After Z joined the family, we decided drag him to El Salvador and Nicaragua for three weeks of family travel time. We learned two important things on that trip: 1) our days as carefree nomads were, for the foreseeable future, over and b) it is, in fact, possible to conceive your second child with your first child napping in the same room.
What follows is part of an email I sent home from our trip after Z made friends with some of the local street urchins.
It’s with no small amount of guilt that I shoo away a kid of about eight who approaches me with a “hello, amigo.” Z doesn’t notice. We’re sitting on the front steps of our hotel, me poring over the map of Granada and him captivated by the horse-drawn carriages that line the central square of this well-preserved Spanish colonial town.

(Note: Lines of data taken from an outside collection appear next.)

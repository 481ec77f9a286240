use async_trait::async_trait;
use futures::stream::BoxStream;
use futures::StreamExt;
use tokio::sync::mpsc;
use tokio::time::timeout;
use tracing::{debug, info};

use super::error::RelayError;
use crate::config::BrokerConfig;

/// The subscribe side of the broker: a stream of raw message bodies
///
/// `next_message` must be cancel-safe, since the subscriber wraps every
/// call in a bounded wait and drops it on expiry.
#[async_trait]
pub trait MessageSource: Send {
    /// Wait for the next message body on the subscribed channel
    ///
    /// A body that is not UTF-8 is reported as `RelayError::InvalidUtf8`;
    /// the subscription itself is still usable afterwards.
    async fn next_message(&mut self) -> Result<String, RelayError>;

    /// Re-establish the subscription after a failure
    async fn resubscribe(&mut self) -> Result<(), RelayError> {
        Ok(())
    }
}

/// Redis pub/sub subscription to a single channel
pub struct RedisChannelSource {
    client: redis::Client,
    channel: String,
    messages: BoxStream<'static, redis::Msg>,
}

impl RedisChannelSource {
    /// Connects and subscribes, bounded by the configured connect timeout
    pub async fn subscribe(config: &BrokerConfig) -> Result<Self, RelayError> {
        let client = redis::Client::open(config.url.as_str())?;
        let messages = timeout(
            config.connect_timeout,
            open_subscription(&client, &config.channel),
        )
        .await
        .map_err(|_| RelayError::ConnectTimeout(config.connect_timeout))??;

        info!(channel = %config.channel, "Subscribed to broker channel");
        Ok(Self {
            client,
            channel: config.channel.clone(),
            messages,
        })
    }
}

async fn open_subscription(
    client: &redis::Client,
    channel: &str,
) -> Result<BoxStream<'static, redis::Msg>, RelayError> {
    let mut pubsub = client.get_async_pubsub().await?;
    pubsub.subscribe(channel).await?;
    Ok(pubsub.into_on_message().boxed())
}

#[async_trait]
impl MessageSource for RedisChannelSource {
    async fn next_message(&mut self) -> Result<String, RelayError> {
        let message = self.messages.next().await.ok_or(RelayError::BrokerClosed)?;
        let payload = std::str::from_utf8(message.get_payload_bytes())?;
        Ok(payload.to_string())
    }

    async fn resubscribe(&mut self) -> Result<(), RelayError> {
        self.messages = open_subscription(&self.client, &self.channel).await?;
        info!(channel = %self.channel, "Resubscribed to broker channel");
        Ok(())
    }
}

/// In-process source fed by an mpsc channel
///
/// Stands in for the broker when both ends live in one process.
pub struct ChannelMessageSource {
    receiver: mpsc::UnboundedReceiver<String>,
}

impl ChannelMessageSource {
    pub fn new(receiver: mpsc::UnboundedReceiver<String>) -> Self {
        Self { receiver }
    }

    /// Creates a connected sender/source pair
    pub fn pair() -> (mpsc::UnboundedSender<String>, Self) {
        let (sender, receiver) = mpsc::unbounded_channel();
        (sender, Self::new(receiver))
    }
}

#[async_trait]
impl MessageSource for ChannelMessageSource {
    async fn next_message(&mut self) -> Result<String, RelayError> {
        match self.receiver.recv().await {
            Some(payload) => Ok(payload),
            None => {
                debug!("In-process message channel closed");
                Err(RelayError::BrokerClosed)
            }
        }
    }
}

#[cfg(test)]
impl RedisChannelSource {
    /// Source over canned pub/sub messages; the client never connects
    pub(crate) fn from_messages(channel: &str, messages: Vec<redis::Msg>) -> Self {
        Self {
            client: redis::Client::open("redis://127.0.0.1:1").unwrap(),
            channel: channel.to_string(),
            messages: futures::stream::iter(messages).boxed(),
        }
    }
}

#[cfg(test)]
pub(crate) fn pubsub_message(channel: &str, body: &[u8]) -> redis::Msg {
    redis::Msg::from_value(&redis::Value::Array(vec![
        redis::Value::BulkString(b"message".to_vec()),
        redis::Value::BulkString(channel.as_bytes().to_vec()),
        redis::Value::BulkString(body.to_vec()),
    ]))
    .unwrap()
}
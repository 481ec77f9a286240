use axum::{
    extract::{
        ws::{Message, WebSocket},
        State, WebSocketUpgrade,
    },
    response::Response,
    routing::get,
    Router,
};
use futures::stream::{SplitStream, StreamExt};
use std::sync::Arc;
use tower_http::trace::TraceLayer;
use tracing::{debug, error, info, warn};

use super::connection::WebSocketSink;
use super::dispatcher::FanOutDispatcher;
use super::error::RelayError;
use super::registry::ConnectionRegistry;
use super::source::RedisChannelSource;
use super::subscriber::ChannelSubscriber;
use crate::config::RelayConfig;

/// Runs the relay until the process is terminated
///
/// The subscriber is spawned as its own task; if its initial subscribe
/// fails it ends and the accept loop keeps serving without notifications.
/// There is no shutdown sequence: open connections and in-flight dispatches
/// are simply abandoned on exit.
pub async fn run(config: RelayConfig) -> Result<(), RelayError> {
    let registry = ConnectionRegistry::new();
    let dispatcher = FanOutDispatcher::new(registry.clone());

    tokio::spawn(run_subscriber(config.clone(), dispatcher));

    let listener = tokio::net::TcpListener::bind(config.bind_addr).await?;
    info!(addr = %config.bind_addr, "Relay accepting WebSocket connections");
    axum::serve(listener, relay_router(registry)).await?;
    Ok(())
}

async fn run_subscriber(config: RelayConfig, dispatcher: FanOutDispatcher) {
    let source = match RedisChannelSource::subscribe(&config.broker).await {
        Ok(source) => source,
        Err(e) => {
            error!(
                url = %config.broker.url,
                channel = %config.broker.channel,
                error = %e,
                "Could not subscribe to broker, relay will not deliver notifications"
            );
            return;
        }
    };

    ChannelSubscriber::new(Box::new(source), dispatcher)
        .with_poll_timeout(config.poll_timeout)
        .with_error_backoff(config.error_backoff)
        .run()
        .await;
}

/// The accept loop as a router: every upgrade on `/` becomes a registered connection
pub fn relay_router(registry: ConnectionRegistry) -> Router {
    Router::new()
        .route("/", get(websocket_handler))
        .layer(TraceLayer::new_for_http())
        .with_state(registry)
}

async fn websocket_handler(
    ws: WebSocketUpgrade,
    State(registry): State<ConnectionRegistry>,
) -> Response {
    ws.on_upgrade(move |socket| handle_connection(socket, registry))
}

/// Registers the connection, then watches its read half until it closes
async fn handle_connection(socket: WebSocket, registry: ConnectionRegistry) {
    let (sink, stream) = socket.split();
    let connection_id = registry.register(Arc::new(WebSocketSink::new(sink))).await;
    info!(connection_id = %connection_id, "Client connected");

    wait_for_close(stream).await;

    registry.remove(connection_id).await;
    info!(connection_id = %connection_id, "Client disconnected");
}

async fn wait_for_close(mut stream: SplitStream<WebSocket>) {
    while let Some(frame) = stream.next().await {
        match frame {
            Ok(Message::Close(_)) => break,
            Ok(Message::Text(text)) => {
                debug!(message = %text, "Ignoring inbound client message");
            }
            Ok(_) => {} // binary/ping/pong carry no meaning here
            Err(e) => {
                warn!(error = %e, "WebSocket read error");
                break;
            }
        }
    }
}
use axum::{
    extract::{Path, State},
    http::StatusCode,
    Json,
};
use serde_json::{json, Value};
use tracing::instrument;
use uuid::Uuid;

use super::{
    models::UserModel,
    types::{CreateUserRequest, UpdateUserRequest},
};
use crate::shared::{AppError, AppState};

/// GET /api/users
#[instrument(name = "list_users", skip(state))]
pub async fn list_users(State(state): State<AppState>) -> Result<Json<Vec<UserModel>>, AppError> {
    Ok(Json(state.user_service.list_users().await?))
}

/// GET /api/users/{user_id}
#[instrument(name = "get_user", skip(state))]
pub async fn get_user(
    State(state): State<AppState>,
    Path(user_id): Path<Uuid>,
) -> Result<Json<UserModel>, AppError> {
    Ok(Json(state.user_service.get_user(user_id).await?))
}

/// POST /api/users
#[instrument(name = "create_user", skip(state))]
pub async fn create_user(
    State(state): State<AppState>,
    Json(request): Json<CreateUserRequest>,
) -> Result<(StatusCode, Json<UserModel>), AppError> {
    let user = state.user_service.create_user(request).await?;
    Ok((StatusCode::CREATED, Json(user)))
}

/// PUT /api/users/{user_id}
#[instrument(name = "update_user", skip(state))]
pub async fn update_user(
    State(state): State<AppState>,
    Path(user_id): Path<Uuid>,
    Json(request): Json<UpdateUserRequest>,
) -> Result<Json<UserModel>, AppError> {
    Ok(Json(state.user_service.update_user(user_id, request).await?))
}

/// DELETE /api/users/{user_id}
#[instrument(name = "delete_user", skip(state))]
pub async fn delete_user(
    State(state): State<AppState>,
    Path(user_id): Path<Uuid>,
) -> Result<Json<Value>, AppError> {
    state.user_service.delete_user(user_id).await?;
    Ok(Json(json!({ "message": "User deleted" })))
}
use std::sync::Arc;
use tracing::{info, instrument};

use super::{
    models::TaskModel,
    repository::{NewTask, TaskRepository},
    types::{CreateTaskRequest, UpdateTaskRequest},
};
use crate::shared::AppError;

/// Service for task business logic
pub struct TaskService {
    repository: Arc<dyn TaskRepository + Send + Sync>,
}

impl TaskService {
    pub fn new(repository: Arc<dyn TaskRepository + Send + Sync>) -> Self {
        Self { repository }
    }

    pub async fn list_tasks(&self) -> Result<Vec<TaskModel>, AppError> {
        self.repository.list_tasks().await
    }

    pub async fn get_task(&self, id: u64) -> Result<TaskModel, AppError> {
        self.repository
            .get_task(id)
            .await?
            .ok_or_else(|| AppError::NotFound(format!("Task {} not found", id)))
    }

    #[instrument(skip(self))]
    pub async fn create_task(&self, request: CreateTaskRequest) -> Result<TaskModel, AppError> {
        let title = request.title.trim();
        if title.is_empty() {
            return Err(AppError::BadRequest("title must not be empty".to_string()));
        }

        let task = self
            .repository
            .create_task(NewTask {
                title: title.to_string(),
                description: request.description,
                status: request.status,
            })
            .await?;

        info!(task_id = task.id, status = %task.status, "Task created");
        Ok(task)
    }

    #[instrument(skip(self))]
    pub async fn update_task(
        &self,
        id: u64,
        request: UpdateTaskRequest,
    ) -> Result<TaskModel, AppError> {
        let mut task = self.get_task(id).await?;

        if let Some(title) = request.title {
            let title = title.trim();
            if title.is_empty() {
                return Err(AppError::BadRequest("title must not be empty".to_string()));
            }
            task.title = title.to_string();
        }
        if let Some(description) = request.description {
            task.description = description;
        }
        if let Some(status) = request.status {
            task.status = status;
        }

        self.repository.update_task(&task).await?;
        info!(task_id = id, status = %task.status, "Task updated");
        Ok(task)
    }

    #[instrument(skip(self))]
    pub async fn delete_task(&self, id: u64) -> Result<(), AppError> {
        self.repository.delete_task(id).await?;
        info!(task_id = id, "Task deleted");
        Ok(())
    }
}
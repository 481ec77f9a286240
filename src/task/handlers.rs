use axum::{
    extract::{Path, State},
    http::StatusCode,
    Json,
};
use serde_json::{json, Value};
use tracing::instrument;

use super::{
    models::TaskModel,
    types::{CreateTaskRequest, UpdateTaskRequest},
};
use crate::shared::{AppError, AppState};

/// GET /api/tasks
pub async fn list_tasks(State(state): State<AppState>) -> Result<Json<Vec<TaskModel>>, AppError> {
    Ok(Json(state.task_service.list_tasks().await?))
}

/// GET /api/tasks/{id}
pub async fn get_task(
    State(state): State<AppState>,
    Path(id): Path<u64>,
) -> Result<Json<TaskModel>, AppError> {
    Ok(Json(state.task_service.get_task(id).await?))
}

/// POST /api/tasks
#[instrument(name = "create_task", skip(state))]
pub async fn create_task(
    State(state): State<AppState>,
    Json(request): Json<CreateTaskRequest>,
) -> Result<(StatusCode, Json<TaskModel>), AppError> {
    let task = state.task_service.create_task(request).await?;
    Ok((StatusCode::CREATED, Json(task)))
}

/// PUT /api/tasks/{id}
#[instrument(name = "update_task", skip(state))]
pub async fn update_task(
    State(state): State<AppState>,
    Path(id): Path<u64>,
    Json(request): Json<UpdateTaskRequest>,
) -> Result<Json<TaskModel>, AppError> {
    Ok(Json(state.task_service.update_task(id, request).await?))
}

/// DELETE /api/tasks/{id}
#[instrument(name = "delete_task", skip(state))]
pub async fn delete_task(
    State(state): State<AppState>,
    Path(id): Path<u64>,
) -> Result<Json<Value>, AppError> {
    state.task_service.delete_task(id).await?;
    Ok(Json(json!({ "message": "Task deleted" })))
}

Street kids—whether the pint-sized kitsch hawkers at Angkor Wat, the frequently belligerent Gypsy girls outside the Louvre, or the pack of 9-year-old boys who follow you Pied Piperstyle to the bakery in Hue (where you inevitably buy them a loaf of bread)—are a fixture in the life of a traveler. Almost anywhere you go, there’s a predictable culture of children working tourists on the streets.
Emotionally, it’s complicated. Sometimes you want to give them all your money. Sometimes you want to yell at them to leave. Sometimes you want to jump in the middle of them and sing “It’s the Hard Knock Life.” An appropriate response seems impossible.

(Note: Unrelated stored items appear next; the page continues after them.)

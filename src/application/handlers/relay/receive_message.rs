//! ReceiveMessageHandler - command handler for inbound chat messages.
//!
//! Resolves (or registers) the sending user, records the message, and hands
//! it to the batch coordinator. Returns as soon as the message is queued; the
//! reply is produced later by the coordinator's flush.

use std::sync::Arc;

use thiserror::Error;
use tracing::info;

use crate::application::batching::BatchCoordinator;
use crate::domain::foundation::{UserId, ValidationError};
use crate::domain::messaging::{Destination, NewMessage, User};
use crate::ports::{GenerationError, MessageStore, PersistenceError, ReplyGenerator, UserRepository};

/// Command carrying one inbound message.
#[derive(Debug, Clone)]
pub struct ReceiveMessageCommand {
    /// Raw sender address, with or without channel prefix.
    pub sender: String,
    pub text: String,
}

/// Result of queueing an inbound message.
#[derive(Debug, Clone, PartialEq, Eq)]
pub struct ReceiveMessageResult {
    pub user_id: UserId,
    /// Messages now waiting in the user's batch (0 when debounce is disabled).
    pub pending_messages: usize,
    /// True when this message registered the user.
    pub new_user: bool,
}

#[derive(Debug, Clone, PartialEq, Eq, Error)]
pub enum ReceiveMessageError {
    #[error("invalid sender: {0}")]
    InvalidSender(#[from] ValidationError),

    #[error("could not start conversation: {0}")]
    Conversation(#[from] GenerationError),

    #[error(transparent)]
    Persistence(#[from] PersistenceError),
}

/// Handler for inbound messages.
pub struct ReceiveMessageHandler {
    users: Arc<dyn UserRepository>,
    store: Arc<dyn MessageStore>,
    generator: Arc<dyn ReplyGenerator>,
    coordinator: BatchCoordinator,
    relay: Destination,
}

impl ReceiveMessageHandler {
    pub fn new(
        users: Arc<dyn UserRepository>,
        store: Arc<dyn MessageStore>,
        generator: Arc<dyn ReplyGenerator>,
        coordinator: BatchCoordinator,
        relay: Destination,
    ) -> Self {
        Self {
            users,
            store,
            generator,
            coordinator,
            relay,
        }
    }

    pub async fn handle(
        &self,
        cmd: ReceiveMessageCommand,
    ) -> Result<ReceiveMessageResult, ReceiveMessageError> {
        let phone = Destination::parse(&cmd.sender)?;

        let (user, new_user) = self.resolve_user(phone).await?;

        self.store
            .record(NewMessage::incoming(
                user.id,
                user.phone.clone(),
                self.relay.clone(),
                cmd.text.clone(),
            ))
            .await?;

        info!(
            user_id = %user.id,
            sender = %user.phone,
            recipient = %self.relay,
            text_len = cmd.text.len(),
            "INCOMING message queued"
        );

        self.coordinator
            .add_message(user.id, cmd.text, user.phone, user.conversation);

        Ok(ReceiveMessageResult {
            user_id: user.id,
            pending_messages: self.coordinator.pending_messages(&user.id).unwrap_or(0),
            new_user,
        })
    }

    /// Finds the user for `phone` or registers one with a new conversation.
    ///
    /// Two first messages racing for the same phone both start a conversation;
    /// `create` keeps the first registration, so both resolve to one user and
    /// the losing request's conversation is never used.
    async fn resolve_user(&self, phone: Destination) -> Result<(User, bool), ReceiveMessageError> {
        if let Some(user) = self.users.find_by_phone(&phone).await? {
            return Ok((user, false));
        }

        let conversation = self.generator.start_conversation().await?;
        let user = self.users.create(User::register(phone, conversation)).await?;
        info!(user_id = %user.id, phone = %user.phone, "Registered new user");
        Ok((user, true))
    }
}
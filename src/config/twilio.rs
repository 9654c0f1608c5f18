//! Twilio messaging configuration

use serde::Deserialize;

use super::error::ValidationError;
use crate::domain::messaging::Destination;

/// Twilio account and WhatsApp channel settings
#[derive(Debug, Clone, Deserialize)]
pub struct TwilioAccountConfig {
    /// Account SID (starts with `AC`)
    #[serde(default)]
    pub account_sid: String,

    /// Auth token
    #[serde(default)]
    pub auth_token: String,

    /// The relay's own WhatsApp number
    #[serde(default)]
    pub whatsapp_number: String,

    /// API base URL
    #[serde(default = "default_base_url")]
    pub base_url: String,

    /// Address prefix for the channel
    #[serde(default = "default_channel_prefix")]
    pub channel_prefix: String,
}

impl TwilioAccountConfig {
    /// The relay's number as a destination
    pub fn relay_number(&self) -> Result<Destination, ValidationError> {
        Destination::parse(&self.whatsapp_number)
            .map_err(|e| ValidationError::InvalidWhatsappNumber(e.to_string()))
    }

    /// Validate Twilio configuration
    pub fn validate(&self) -> Result<(), ValidationError> {
        if self.account_sid.is_empty() {
            return Err(ValidationError::MissingRequired("TWILIO__ACCOUNT_SID"));
        }
        if self.auth_token.is_empty() {
            return Err(ValidationError::MissingRequired("TWILIO__AUTH_TOKEN"));
        }
        if self.whatsapp_number.is_empty() {
            return Err(ValidationError::MissingRequired("TWILIO__WHATSAPP_NUMBER"));
        }
        if !self.account_sid.starts_with("AC") {
            return Err(ValidationError::InvalidAccountSid);
        }
        if !self.base_url.starts_with("http://") && !self.base_url.starts_with("https://") {
            return Err(ValidationError::InvalidBaseUrl("twilio"));
        }
        self.relay_number()?;
        Ok(())
    }
}

impl Default for TwilioAccountConfig {
    fn default() -> Self {
        Self {
            account_sid: String::new(),
            auth_token: String::new(),
            whatsapp_number: String::new(),
            base_url: default_base_url(),
            channel_prefix: default_channel_prefix(),
        }
    }
}

fn default_base_url() -> String {
    "https://api.twilio.com".to_string()
}

fn default_channel_prefix() -> String {
    "whatsapp:".to_string()
}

Even more so once you’re traveling with your own child.
Before I can shoo him away again, the Granadan street kid is playing hide-and-seek with Z, who’s howling with delight at having found someone closer to his size to play with. Every now and again, this grubby eight-year-old pops up from behind a planter and yells, “Estoy aquí!” which sends my two-year-old screaming and scampering in that direction.
The next morning, as we head for breakfast, Z calls out “Estoy aquí!” at random intervals—his first words in a foreign language.

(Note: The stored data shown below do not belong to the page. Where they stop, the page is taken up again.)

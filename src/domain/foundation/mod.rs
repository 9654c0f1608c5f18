//! Foundation module - Shared domain primitives.
//!
//! Contains identifiers and error types that form the vocabulary
//! of the relay domain.

mod errors;
mod ids;

pub use errors::ValidationError;
pub use ids::{MessageId, UserId};
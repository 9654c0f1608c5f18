//! Adapters - implementations of the ports plus the HTTP surface.
//!
//! - `ai` - reply generation (OpenAI Responses API, mock)
//! - `twilio` - WhatsApp delivery (Twilio, mock)
//! - `postgres` - durable message and user storage
//! - `memory` - in-process storage for tests and database-less runs
//! - `http` - axum routes

pub mod ai;
pub mod http;
pub mod memory;
pub mod postgres;
pub mod twilio;
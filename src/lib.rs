//! Chat Relay - WhatsApp webhook relay with per-user message batching
//!
//! Inbound messages are collected per user until the user goes quiet for the
//! debounce window, then answered with a single generated reply delivered
//! back over the same channel.

pub mod adapters;
pub mod application;
pub mod config;
pub mod domain;
pub mod observability;
pub mod ports;
//! HTTP adapters - REST API implementations.

pub mod relay;

pub use relay::{relay_router, RelayAppState};
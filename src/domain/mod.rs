//! Domain layer - the vocabulary of the relay.
//!
//! - `foundation` - identifiers and validation errors
//! - `messaging` - users, addresses, recorded messages
//! - `batch` - the per-user burst of messages awaiting one reply

pub mod batch;
pub mod foundation;
pub mod messaging;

At the local waffle house, we’re tearing through the staggering platefuls of food when the first of the street kids appears, throwing us a forlorn “You gonna eat that toast?” look. In fact, we’re not going to eat the toast, so I reach down to the street and hand it off to him. At which point the manager shouts and chases the kid away. It’s a game of cat and mouse that will play out again and again while we sit here, the manager now paying particular attention to my side of the cafe since I’ve proven myself to be an easy mark. Of course, the manager won’t correct or scold me. I’m a paying customer, after all. But he’ll throw me a disapproving look and keep a better eye on my side of the patio. The last thing he needs is for packs of kids to run off his clientele.
And you can’t really blame the guy. The family from Richmond sitting behind us definitely doesn’t want some skinny, unwashed child asking them for a strip of bacon. That isn’t the holiday they signed up for. People get mad when poverty is waved in their face; it’s full of
messy feelings of guilt, helplessness, self-doubt and the knowledge that there but for the randomness of the birth lottery go you. And—honestly—who wants to deal with any of that over waffles and coffee?
Z, of course, is dealing with nothing but the conundrum of how to get the chocolate chips out of his pancakes without having to actually eat the pancake.
He isn’t old enough to ask why he has piles of food—most of which he won’t eat—and that little boy gets yelled at for having my toast. He isn’t old enough to wonder aloud why this potential hide-and-seek partner can’t come have breakfast with us. He isn’t aware enough yet to ask all the obvious questions we’ll spend the rest of the meal ignoring. And I’m relieved.
Because when he does, I have no idea what I’ll say.